::: RECORDS FOR PROCESSING :::
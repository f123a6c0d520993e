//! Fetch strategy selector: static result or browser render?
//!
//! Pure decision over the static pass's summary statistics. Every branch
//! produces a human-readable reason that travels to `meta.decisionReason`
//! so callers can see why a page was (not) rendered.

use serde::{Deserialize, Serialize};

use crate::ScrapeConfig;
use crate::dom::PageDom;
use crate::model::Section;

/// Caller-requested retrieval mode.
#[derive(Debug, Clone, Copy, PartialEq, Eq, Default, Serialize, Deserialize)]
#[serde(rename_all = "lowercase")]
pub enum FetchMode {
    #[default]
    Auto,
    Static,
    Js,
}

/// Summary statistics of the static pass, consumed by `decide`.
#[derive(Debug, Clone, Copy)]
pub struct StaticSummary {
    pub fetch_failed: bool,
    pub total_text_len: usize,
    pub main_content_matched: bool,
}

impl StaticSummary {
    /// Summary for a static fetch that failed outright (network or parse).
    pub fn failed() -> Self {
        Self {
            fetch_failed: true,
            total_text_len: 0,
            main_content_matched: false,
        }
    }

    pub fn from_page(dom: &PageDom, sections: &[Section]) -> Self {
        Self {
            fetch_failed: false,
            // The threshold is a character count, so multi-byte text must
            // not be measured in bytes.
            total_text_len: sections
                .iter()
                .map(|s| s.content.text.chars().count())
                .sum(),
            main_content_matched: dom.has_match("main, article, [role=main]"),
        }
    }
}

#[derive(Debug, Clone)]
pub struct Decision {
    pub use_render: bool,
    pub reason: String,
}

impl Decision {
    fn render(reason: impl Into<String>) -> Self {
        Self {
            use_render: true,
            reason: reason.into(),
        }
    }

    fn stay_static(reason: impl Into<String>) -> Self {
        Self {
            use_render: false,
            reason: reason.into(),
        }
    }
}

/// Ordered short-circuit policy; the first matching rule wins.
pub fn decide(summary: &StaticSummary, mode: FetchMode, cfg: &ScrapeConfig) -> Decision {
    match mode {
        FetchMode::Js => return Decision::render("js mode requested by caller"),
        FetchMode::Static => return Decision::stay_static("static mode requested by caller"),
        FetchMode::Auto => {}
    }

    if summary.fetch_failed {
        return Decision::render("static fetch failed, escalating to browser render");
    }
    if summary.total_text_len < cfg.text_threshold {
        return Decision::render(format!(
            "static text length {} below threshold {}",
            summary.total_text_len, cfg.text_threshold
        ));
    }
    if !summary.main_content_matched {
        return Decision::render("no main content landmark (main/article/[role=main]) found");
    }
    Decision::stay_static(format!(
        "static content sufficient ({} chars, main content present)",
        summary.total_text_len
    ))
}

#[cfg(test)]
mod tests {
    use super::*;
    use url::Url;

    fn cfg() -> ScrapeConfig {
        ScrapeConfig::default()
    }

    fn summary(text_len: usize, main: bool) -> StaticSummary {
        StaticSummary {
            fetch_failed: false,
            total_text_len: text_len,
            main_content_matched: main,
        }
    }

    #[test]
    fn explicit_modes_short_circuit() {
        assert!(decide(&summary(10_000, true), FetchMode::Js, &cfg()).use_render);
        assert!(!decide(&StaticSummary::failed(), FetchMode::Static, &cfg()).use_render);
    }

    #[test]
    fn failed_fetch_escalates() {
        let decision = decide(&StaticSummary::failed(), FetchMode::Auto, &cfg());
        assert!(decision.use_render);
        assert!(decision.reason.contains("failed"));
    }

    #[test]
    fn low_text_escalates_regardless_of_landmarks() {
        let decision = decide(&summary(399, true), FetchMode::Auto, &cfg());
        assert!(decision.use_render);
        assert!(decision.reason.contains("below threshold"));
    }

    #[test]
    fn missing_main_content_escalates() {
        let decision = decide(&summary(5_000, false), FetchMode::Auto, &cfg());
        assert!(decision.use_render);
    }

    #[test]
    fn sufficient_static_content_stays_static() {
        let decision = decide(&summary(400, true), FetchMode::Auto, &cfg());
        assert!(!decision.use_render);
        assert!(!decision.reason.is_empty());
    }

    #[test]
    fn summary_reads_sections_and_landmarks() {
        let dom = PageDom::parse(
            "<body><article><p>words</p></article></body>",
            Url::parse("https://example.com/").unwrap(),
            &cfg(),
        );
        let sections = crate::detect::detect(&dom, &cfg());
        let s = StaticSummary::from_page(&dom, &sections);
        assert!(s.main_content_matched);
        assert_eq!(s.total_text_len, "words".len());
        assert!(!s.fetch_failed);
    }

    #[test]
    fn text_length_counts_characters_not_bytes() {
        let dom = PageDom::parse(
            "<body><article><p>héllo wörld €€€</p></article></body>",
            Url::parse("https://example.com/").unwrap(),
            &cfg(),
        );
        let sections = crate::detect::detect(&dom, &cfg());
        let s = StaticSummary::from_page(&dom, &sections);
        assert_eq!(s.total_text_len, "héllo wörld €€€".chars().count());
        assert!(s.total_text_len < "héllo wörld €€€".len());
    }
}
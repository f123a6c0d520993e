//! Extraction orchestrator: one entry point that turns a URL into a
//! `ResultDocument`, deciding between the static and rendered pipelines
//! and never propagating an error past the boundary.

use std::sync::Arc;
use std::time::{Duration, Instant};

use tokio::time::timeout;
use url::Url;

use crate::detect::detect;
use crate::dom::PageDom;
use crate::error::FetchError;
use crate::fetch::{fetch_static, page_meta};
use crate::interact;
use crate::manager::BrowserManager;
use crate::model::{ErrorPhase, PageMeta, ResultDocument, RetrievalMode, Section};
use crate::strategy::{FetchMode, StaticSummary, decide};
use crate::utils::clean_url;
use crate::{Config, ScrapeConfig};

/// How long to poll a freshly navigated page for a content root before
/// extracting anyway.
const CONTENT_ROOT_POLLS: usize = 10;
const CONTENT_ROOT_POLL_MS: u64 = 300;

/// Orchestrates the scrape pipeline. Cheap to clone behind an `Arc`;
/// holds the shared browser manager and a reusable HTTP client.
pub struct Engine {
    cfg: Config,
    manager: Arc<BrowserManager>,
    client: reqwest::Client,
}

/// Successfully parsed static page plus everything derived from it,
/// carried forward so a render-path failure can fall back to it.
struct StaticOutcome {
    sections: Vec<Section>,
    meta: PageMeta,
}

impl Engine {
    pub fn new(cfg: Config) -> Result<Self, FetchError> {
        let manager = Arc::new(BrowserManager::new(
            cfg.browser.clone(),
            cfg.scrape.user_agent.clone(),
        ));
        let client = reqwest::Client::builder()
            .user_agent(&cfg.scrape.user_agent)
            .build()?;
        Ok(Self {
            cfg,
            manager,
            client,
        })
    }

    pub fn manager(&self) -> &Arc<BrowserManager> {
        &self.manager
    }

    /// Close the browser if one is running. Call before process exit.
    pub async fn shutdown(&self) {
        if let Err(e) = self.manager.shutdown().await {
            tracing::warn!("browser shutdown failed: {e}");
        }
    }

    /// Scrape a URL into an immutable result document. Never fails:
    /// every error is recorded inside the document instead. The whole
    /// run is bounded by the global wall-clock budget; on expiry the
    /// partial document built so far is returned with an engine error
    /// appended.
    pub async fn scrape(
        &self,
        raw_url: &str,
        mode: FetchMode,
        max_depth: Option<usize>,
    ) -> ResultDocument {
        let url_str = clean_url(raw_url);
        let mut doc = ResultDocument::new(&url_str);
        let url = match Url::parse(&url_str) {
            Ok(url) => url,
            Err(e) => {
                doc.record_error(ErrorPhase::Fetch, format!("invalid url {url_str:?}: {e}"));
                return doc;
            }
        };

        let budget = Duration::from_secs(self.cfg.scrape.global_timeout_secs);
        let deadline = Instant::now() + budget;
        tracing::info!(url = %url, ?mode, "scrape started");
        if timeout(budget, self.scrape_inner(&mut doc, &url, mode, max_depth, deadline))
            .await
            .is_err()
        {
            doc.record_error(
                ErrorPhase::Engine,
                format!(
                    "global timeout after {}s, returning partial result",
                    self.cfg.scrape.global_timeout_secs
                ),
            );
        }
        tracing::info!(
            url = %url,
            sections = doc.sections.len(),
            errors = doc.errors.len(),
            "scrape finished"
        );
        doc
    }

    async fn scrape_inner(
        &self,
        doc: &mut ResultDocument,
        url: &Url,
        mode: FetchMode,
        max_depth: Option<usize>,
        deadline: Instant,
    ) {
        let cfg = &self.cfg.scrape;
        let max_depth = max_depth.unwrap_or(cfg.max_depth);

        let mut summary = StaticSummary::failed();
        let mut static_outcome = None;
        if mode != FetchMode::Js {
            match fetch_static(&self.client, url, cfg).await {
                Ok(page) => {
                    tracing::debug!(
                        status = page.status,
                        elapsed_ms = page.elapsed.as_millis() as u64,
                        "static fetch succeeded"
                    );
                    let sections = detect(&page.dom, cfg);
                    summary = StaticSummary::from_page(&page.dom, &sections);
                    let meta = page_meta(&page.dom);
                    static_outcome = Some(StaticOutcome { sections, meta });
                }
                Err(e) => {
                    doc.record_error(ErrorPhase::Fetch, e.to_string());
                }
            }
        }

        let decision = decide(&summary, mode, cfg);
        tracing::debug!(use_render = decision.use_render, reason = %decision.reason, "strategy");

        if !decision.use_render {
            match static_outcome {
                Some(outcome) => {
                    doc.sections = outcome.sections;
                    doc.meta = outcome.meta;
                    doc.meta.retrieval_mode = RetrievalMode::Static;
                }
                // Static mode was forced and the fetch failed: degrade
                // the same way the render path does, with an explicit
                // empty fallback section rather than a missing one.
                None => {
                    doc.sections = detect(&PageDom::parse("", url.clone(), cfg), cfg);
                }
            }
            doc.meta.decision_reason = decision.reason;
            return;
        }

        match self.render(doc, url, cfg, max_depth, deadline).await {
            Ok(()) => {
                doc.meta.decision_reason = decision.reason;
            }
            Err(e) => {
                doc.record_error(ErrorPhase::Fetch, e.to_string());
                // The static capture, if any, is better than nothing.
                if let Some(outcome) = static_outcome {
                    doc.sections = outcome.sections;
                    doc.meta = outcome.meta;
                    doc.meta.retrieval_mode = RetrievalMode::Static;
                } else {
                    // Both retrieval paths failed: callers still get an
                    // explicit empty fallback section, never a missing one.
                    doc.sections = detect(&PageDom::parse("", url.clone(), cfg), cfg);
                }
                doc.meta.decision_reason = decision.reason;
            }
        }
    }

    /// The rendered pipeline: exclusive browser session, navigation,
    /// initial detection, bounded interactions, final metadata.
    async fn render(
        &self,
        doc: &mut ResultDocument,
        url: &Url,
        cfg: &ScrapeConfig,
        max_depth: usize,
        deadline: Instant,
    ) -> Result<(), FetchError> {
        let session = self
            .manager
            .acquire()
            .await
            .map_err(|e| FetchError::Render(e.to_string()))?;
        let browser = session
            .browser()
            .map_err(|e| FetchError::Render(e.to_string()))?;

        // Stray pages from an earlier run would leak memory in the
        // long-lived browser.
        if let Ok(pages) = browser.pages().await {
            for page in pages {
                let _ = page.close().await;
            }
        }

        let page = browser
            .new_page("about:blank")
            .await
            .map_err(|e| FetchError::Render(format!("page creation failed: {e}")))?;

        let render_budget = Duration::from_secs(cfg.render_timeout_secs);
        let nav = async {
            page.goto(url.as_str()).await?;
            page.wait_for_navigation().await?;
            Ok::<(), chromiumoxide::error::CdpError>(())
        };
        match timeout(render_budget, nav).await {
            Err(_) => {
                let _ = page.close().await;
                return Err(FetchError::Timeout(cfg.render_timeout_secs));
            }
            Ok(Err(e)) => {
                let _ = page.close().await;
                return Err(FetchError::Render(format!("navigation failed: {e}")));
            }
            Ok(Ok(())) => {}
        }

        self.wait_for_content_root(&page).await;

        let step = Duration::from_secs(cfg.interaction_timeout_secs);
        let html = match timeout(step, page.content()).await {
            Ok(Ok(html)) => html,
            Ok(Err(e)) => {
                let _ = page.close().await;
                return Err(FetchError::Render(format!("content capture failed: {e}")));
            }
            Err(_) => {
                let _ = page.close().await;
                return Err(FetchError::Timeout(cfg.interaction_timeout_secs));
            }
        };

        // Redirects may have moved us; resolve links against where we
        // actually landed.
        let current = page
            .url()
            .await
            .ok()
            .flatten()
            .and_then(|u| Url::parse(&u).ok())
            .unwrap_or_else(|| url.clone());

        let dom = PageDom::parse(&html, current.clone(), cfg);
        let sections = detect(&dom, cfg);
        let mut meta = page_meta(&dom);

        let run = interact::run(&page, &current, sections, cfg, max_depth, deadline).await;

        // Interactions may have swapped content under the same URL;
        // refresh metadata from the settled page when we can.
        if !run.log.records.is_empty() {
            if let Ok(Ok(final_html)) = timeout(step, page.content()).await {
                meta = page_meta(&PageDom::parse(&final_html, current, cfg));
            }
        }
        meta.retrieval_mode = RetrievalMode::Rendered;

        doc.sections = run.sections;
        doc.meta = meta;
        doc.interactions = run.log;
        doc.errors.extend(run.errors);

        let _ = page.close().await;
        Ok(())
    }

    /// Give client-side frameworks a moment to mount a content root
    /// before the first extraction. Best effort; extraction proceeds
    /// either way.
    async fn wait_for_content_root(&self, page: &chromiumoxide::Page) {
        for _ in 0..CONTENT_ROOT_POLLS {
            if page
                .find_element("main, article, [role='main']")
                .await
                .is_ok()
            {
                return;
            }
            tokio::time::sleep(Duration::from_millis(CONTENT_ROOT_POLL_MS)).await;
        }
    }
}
:::
- **REQUIRED WORK**
Extract every line containing the string "below" from the material.

- **FINISHED TASK**
            "static text length {} below threshold {}",
        assert!(decision.reason.contains("below threshold"));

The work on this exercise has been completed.